Hello! I am looking for a way to run a list of remote functions but with limited parallelism (N). As soon as a remote function finishes, another remote function should get scheduled until all remote functions have finished. At most N remote functions should be in flight at a time.
In the docs, I found ray.util.multiprocessing.Pool
(Distributed multiprocessing.Pool — Ray v1.9.2), however, running something like Pool(N)
will fail if the cluster does not have N CPUs. Is there a way I can instantiate a Pool with N processes, and have the cluster autoscale to that amount while also processing functions with CPUs that are available?
example pseudo-code
data = [x for x in range(1000)]
# assume cluster has 20 CPUs but can scale up to 100.
pool = Pool(100) # cluster begins to scale to 100 CPUs.
results = pool.imap(f, data)
# cluster runs `f` 1000 times, with at most 100 at the same time.
The other docs I found is to use ray.wait
(Pattern: Using ray.wait to limit the number of in-flight tasks — Ray v1.9.2), but this has a drawback of running in fixed chunks.
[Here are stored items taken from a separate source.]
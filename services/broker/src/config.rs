//! Broker configuration loading.
//!
//! TOML is the sole config source; no environment variable overrides.
//! Every field has a default, so the broker runs with no config file at
//! all.  When a file is given, `schema_version = 1` is required.
//!
//! The tunables that were compile-time literals in earlier drafts live
//! here: the batch grow cap, the per-frame size limit, the router queue
//! capacity, and the subscription sweep interval.

use serde::Deserialize;
use std::path::Path;
use thiserror::Error;

// ---------------------------------------------------------------------------
// Config types (deserialized from TOML)
// ---------------------------------------------------------------------------

/// Top-level broker configuration.
#[derive(Debug, Clone)]
pub struct BrokerConfig {
    pub listeners: ListenerConfig,
    pub batch: BatchConfig,
    pub router: RouterConfig,
}

/// The three listener endpoints.
#[derive(Debug, Clone)]
pub struct ListenerConfig {
    pub bind_addr: String,
    pub subscriber_port: u16,
    pub publisher_port: u16,
    pub command_port: u16,
}

#[derive(Debug, Clone)]
pub struct BatchConfig {
    /// A batch is sealed once it holds at least this many bytes.
    pub grow_cap_bytes: usize,
    /// A single frame may not declare a longer content length.
    pub max_frame_bytes: usize,
}

#[derive(Debug, Clone)]
pub struct RouterConfig {
    /// Bounded queue between publishers and the fan-out drain; pushes
    /// suspend when full.
    pub queue_capacity: usize,
    /// How often expired subscriptions are purged and disconnected
    /// subscribers reaped.
    pub sweep_interval_ms: u64,
}

impl Default for ListenerConfig {
    fn default() -> Self {
        ListenerConfig {
            bind_addr: "0.0.0.0".to_owned(),
            subscriber_port: 5875,
            publisher_port: 5876,
            command_port: 5877,
        }
    }
}

impl Default for BatchConfig {
    fn default() -> Self {
        BatchConfig {
            grow_cap_bytes: 64 * 1024 * 128,
            max_frame_bytes: 16 * 1024 * 1024,
        }
    }
}

impl Default for RouterConfig {
    fn default() -> Self {
        RouterConfig {
            queue_capacity: 1_000_000,
            sweep_interval_ms: 1000,
        }
    }
}

impl Default for BrokerConfig {
    fn default() -> Self {
        BrokerConfig {
            listeners: ListenerConfig::default(),
            batch: BatchConfig::default(),
            router: RouterConfig::default(),
        }
    }
}

// ---------------------------------------------------------------------------
// Raw TOML deserialization types (with Option for optional fields)
// ---------------------------------------------------------------------------

#[derive(Debug, Deserialize)]
struct RawConfig {
    schema_version: Option<u32>,
    listeners: Option<RawListenerConfig>,
    batch: Option<RawBatchConfig>,
    router: Option<RawRouterConfig>,
}

#[derive(Debug, Deserialize)]
struct RawListenerConfig {
    bind_addr: Option<String>,
    subscriber_port: Option<u16>,
    publisher_port: Option<u16>,
    command_port: Option<u16>,
}

#[derive(Debug, Deserialize)]
struct RawBatchConfig {
    grow_cap_bytes: Option<usize>,
    max_frame_bytes: Option<usize>,
}

#[derive(Debug, Deserialize)]
struct RawRouterConfig {
    queue_capacity: Option<usize>,
    sweep_interval_ms: Option<u64>,
}

// ---------------------------------------------------------------------------
// Public API
// ---------------------------------------------------------------------------

/// Load broker config from a TOML file.
pub fn load_config_from_path(path: &Path) -> Result<BrokerConfig, ConfigError> {
    let toml_str = std::fs::read_to_string(path)
        .map_err(|e| ConfigError::Io(format!("reading config file '{}': {}", path.display(), e)))?;
    load_config_from_str(&toml_str)
}

/// Load broker config from a TOML string.
pub fn load_config_from_str(toml_str: &str) -> Result<BrokerConfig, ConfigError> {
    let raw: RawConfig = toml::from_str(toml_str).map_err(|e| ConfigError::Parse(e.to_string()))?;

    let schema_version = raw
        .schema_version
        .ok_or_else(|| ConfigError::MissingField("schema_version".to_owned()))?;
    if schema_version != 1 {
        return Err(ConfigError::InvalidValue(format!(
            "schema_version must be 1, got {schema_version}"
        )));
    }

    let defaults = BrokerConfig::default();

    let listeners = match raw.listeners {
        Some(l) => ListenerConfig {
            bind_addr: l.bind_addr.unwrap_or(defaults.listeners.bind_addr),
            subscriber_port: l
                .subscriber_port
                .unwrap_or(defaults.listeners.subscriber_port),
            publisher_port: l
                .publisher_port
                .unwrap_or(defaults.listeners.publisher_port),
            command_port: l.command_port.unwrap_or(defaults.listeners.command_port),
        },
        None => defaults.listeners,
    };

    let batch = match raw.batch {
        Some(b) => BatchConfig {
            grow_cap_bytes: b.grow_cap_bytes.unwrap_or(defaults.batch.grow_cap_bytes),
            max_frame_bytes: b.max_frame_bytes.unwrap_or(defaults.batch.max_frame_bytes),
        },
        None => defaults.batch,
    };
    if batch.grow_cap_bytes == 0 {
        return Err(ConfigError::InvalidValue(
            "batch.grow_cap_bytes must be > 0".to_owned(),
        ));
    }
    if batch.max_frame_bytes == 0 {
        return Err(ConfigError::InvalidValue(
            "batch.max_frame_bytes must be > 0".to_owned(),
        ));
    }

    let router = match raw.router {
        Some(r) => RouterConfig {
            queue_capacity: r.queue_capacity.unwrap_or(defaults.router.queue_capacity),
            sweep_interval_ms: r
                .sweep_interval_ms
                .unwrap_or(defaults.router.sweep_interval_ms),
        },
        None => defaults.router,
    };
    if router.queue_capacity == 0 {
        return Err(ConfigError::InvalidValue(
            "router.queue_capacity must be > 0".to_owned(),
        ));
    }
    if router.sweep_interval_ms == 0 {
        return Err(ConfigError::InvalidValue(
            "router.sweep_interval_ms must be > 0".to_owned(),
        ));
    }

    Ok(BrokerConfig {
        listeners,
        batch,
        router,
    })
}

// ---------------------------------------------------------------------------
// Error type
// ---------------------------------------------------------------------------

#[derive(Debug, Error)]
pub enum ConfigError {
    #[error("IO error: {0}")]
    Io(String),
    #[error("Parse error: {0}")]
    Parse(String),
    #[error("Missing required field: {0}")]
    MissingField(String),
    #[error("Invalid config value: {0}")]
    InvalidValue(String),
}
My current workaround is to implement ray.wait
with a queue. (I use a PriorityQueue to preserve order). Is there a better way?
@ray.remote
def f(index, d):
result = compute(d)
return (index, result)
parallelism = 100
data = [x for x in range(1000)]
finished_results_q = queue.PriorityQueue()
in_progress_runs = set()
index = 0
while index < len(data):
if len(in_progress_runs) < parallelism:
in_progress_runs.add(f.remote(index, data[index]))
index += 1
continue
time.sleep(1)
finished_result_ref, _ = ray.wait(list(in_progress_runs))
finished_results_q.put(ray.get(finished_result_ref))
in_progress_runs.remove(finished_result_ref)
for result in ray.get(list(in_progress_runs)):
finished_results_q.put(result)
results = finished_results_q.queue